Moral Injury (MI) is a construct identified by Dr. Shay, a psychiatrist working with Vietnam veterans in 1994. Studied primarily in the military prior to the pandemic MI is:
- A Form of intense moral suffering
- Caused by acting against one’s moral compass
- Classic Example: A soldier kills an enemy, and inadvertently kills a civilian
Moral Injury occurs with moral transgressions in high stake situations and results in:
- Serious and longstanding adverse effects
- Violation and haunting of one’s sense of goodness and human dignity
(Shay, 1994; Sherman, 2015)
- During the pandemic warlike terminology related to the work of nursing became commonplace.
- Such terms as frontline nurses, it was like a war zone, in the trenches, and on the battlefield were used to describe COVID-19 experiences.
- One nurse, reassigned to a COVID unit, reported 12 patients dying during 1 shift.
- Circumstances required nurses to make decisions on who to resuscitate and for how long, who to accompany during dying, and who should receive the limited equipment available.
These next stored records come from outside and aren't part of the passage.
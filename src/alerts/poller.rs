//! Periodic tasks driving the event alerts.
//!
//! The [`PollLoop`] runs two independent tasks:
//!
//! 1. **Fetch task**: requests the events every `polling_interval` and feeds
//!    the scheduler. A failed fetch is logged and the previous snapshot kept.
//! 2. **Evaluate task**: waits for the first snapshot, then asks the scheduler
//!    for due alerts every `alert_interval` and dispatches them in order.
//!    A presence change wakes it up early.
//!
//! Both tasks share the scheduler through one mutex. The evaluate task is a
//! single loop awaiting its dispatches, so two evaluations never overlap.

use std::{sync::Arc, time::Duration};

use chrono::{DateTime, Utc};
use log::{debug, error, info, warn};
use tokio::{
    sync::{Mutex, Notify, watch},
    task::JoinHandle,
    time::{self, MissedTickBehavior},
};

use crate::{
    alerts::{dispatcher::AlertDispatcher, scheduler::AlertScheduler},
    events::EventRequester,
    tts::SpeechSynthesizer,
    voice::VoiceGateway,
};

/// Event alert tasks and the state they share.
pub struct PollLoop<R, V, S>
where
    R: EventRequester,
    V: VoiceGateway,
    S: SpeechSynthesizer,
{
    requester: Arc<R>,
    scheduler: Arc<Mutex<AlertScheduler>>,
    dispatcher: Arc<AlertDispatcher<V, S>>,
    polling_interval: Duration,
    alert_interval: Duration,
    /// Flips to `true` once the scheduler holds a snapshot
    snapshot_ready: watch::Sender<bool>,
    /// Wakes the evaluate task before its next tick
    presence_changed: Notify,
}

impl<R, V, S> PollLoop<R, V, S>
where
    R: EventRequester + 'static,
    V: VoiceGateway + 'static,
    S: SpeechSynthesizer + 'static,
{
    /// Create a new [PollLoop].
    ///
    /// # Arguments
    ///
    /// * `requester` - Client of the events API.
    /// * `scheduler` - Alert scheduler, shared by both tasks.
    /// * `dispatcher` - Speaks the due alerts.
    /// * `polling_interval` - Period of the fetch task.
    /// * `alert_interval` - Period of the evaluate task.
    pub fn new(
        requester: Arc<R>,
        scheduler: AlertScheduler,
        dispatcher: Arc<AlertDispatcher<V, S>>,
        polling_interval: Duration,
        alert_interval: Duration,
    ) -> Self {
        let (snapshot_ready, _) = watch::channel(false);

        PollLoop {
            requester,
            scheduler: Arc::new(Mutex::new(scheduler)),
            dispatcher,
            polling_interval,
            alert_interval,
            snapshot_ready,
            presence_changed: Notify::new(),
        }
    }

    /// Spawns the fetch and evaluate tasks.
    ///
    /// # Returns
    ///
    /// The handles of both tasks, aborted on shutdown.
    pub fn start(self: Arc<Self>) -> Vec<JoinHandle<()>> {
        let fetcher = Arc::clone(&self);
        let fetch_task = tokio::spawn(async move {
            info!(
                "fetching events every {} seconds",
                fetcher.polling_interval.as_secs()
            );
            let mut interval = time::interval(fetcher.polling_interval);
            interval.set_missed_tick_behavior(MissedTickBehavior::Skip);

            loop {
                interval.tick().await;
                fetcher.fetch_events().await;
            }
        });

        let evaluator = Arc::clone(&self);
        let evaluate_task = tokio::spawn(async move {
            let mut ready = evaluator.snapshot_ready.subscribe();
            if ready.wait_for(|ready| *ready).await.is_err() {
                return;
            }

            info!(
                "evaluating alerts every {} seconds",
                evaluator.alert_interval.as_secs()
            );
            let mut interval = time::interval(evaluator.alert_interval);
            interval.set_missed_tick_behavior(MissedTickBehavior::Skip);

            loop {
                tokio::select! {
                    _ = interval.tick() => {}
                    _ = evaluator.presence_changed.notified() => {
                        debug!("presence changed, evaluating alerts early");
                    }
                }
                evaluator.evaluate_alerts(Utc::now()).await;
            }
        });

        vec![fetch_task, evaluate_task]
    }

    /// Requests the events and hands the snapshot to the scheduler.
    ///
    /// # Returns
    ///
    /// `true` if a snapshot was received.
    pub async fn fetch_events(&self) -> bool {
        match self.requester.fetch().await {
            Ok(snapshot) => {
                self.scheduler.lock().await.on_new_snapshot(snapshot);
                self.snapshot_ready.send_replace(true);
                true
            }
            Err(e) => {
                warn!("failed to fetch events, keeping previous snapshot: {}", e);
                false
            }
        }
    }

    /// Evaluates the scheduler at `now` and dispatches the due alerts one by
    /// one, in scheduler order.
    ///
    /// # Returns
    ///
    /// The number of alerts the scheduler reported due.
    pub async fn evaluate_alerts(&self, now: DateTime<Utc>) -> usize {
        // the scheduler lock is released before any dispatch
        let alerts = self.scheduler.lock().await.evaluate(now);

        for alert in &alerts {
            info!("alert due: {}", alert);
            if let Err(e) = self.dispatcher.dispatch(alert).await {
                error!("{} alert abandoned: {}", alert.kind, e);
            }
        }

        alerts.len()
    }

    /// Wakes the evaluate task for an immediate evaluation.
    pub fn notify_presence_change(&self) {
        self.presence_changed.notify_one();
    }
}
Lack of orientation to newly created COVID units caused deeply disturbing moral conflicts for nurses. Nurses, forced to work within systems with resource shortages were unable to function within organizational and personal core values.
During the pandemic, nurse scientists redesigned the Moral Injury Symptom Scale-Military version to measure MI in Health Care Professionals (MISS-HP).
Many of our graduate nursing students work in local Providence hospitals. The Providence Director of Nursing Research, Dr. Trisha Saul, and I wanted to investigate if the moral injury nurses were experiencing was affecting their performance, thus the impetus for this study. These 2 constructs had not been previously studied in relationship to one another.
A convenience sample of 191 nurses from 7 hospitals in California participated in our multi-site correlational survey-design study.
Our Study Results Found:
- Significant levels of MI occurred in 57% (n=114) of participants.
- There was an inverse correlation between MI and Nurse Work Performance.
- Younger and less experienced nurses reported greater levels of Moral Injury.
- Increased MI in nurses is a predictor of decreased nurse work performance.
- There is a need for research to assist nursing administrators in ameliorating MI in nurses.
- Preparation is needed to address MI impact on the nursing workforce in future crisis situations.
- Nurse Care Programs such as Tea for the Soul are crucial for the well-being of health care professionals. See:
Callis, A. (Browning), Cacciata, M., Wickman, M. & Choi, J. (2021). An effective in-hospital chaplaincy-led care program for nurses: Tea for the soul a qualitative investigation. Journal of Health Care Chaplaincy, 28:4,526-539.
This research has been accepted for publication in the Journal of Nursing Administration (JONA) coming out in March 2024.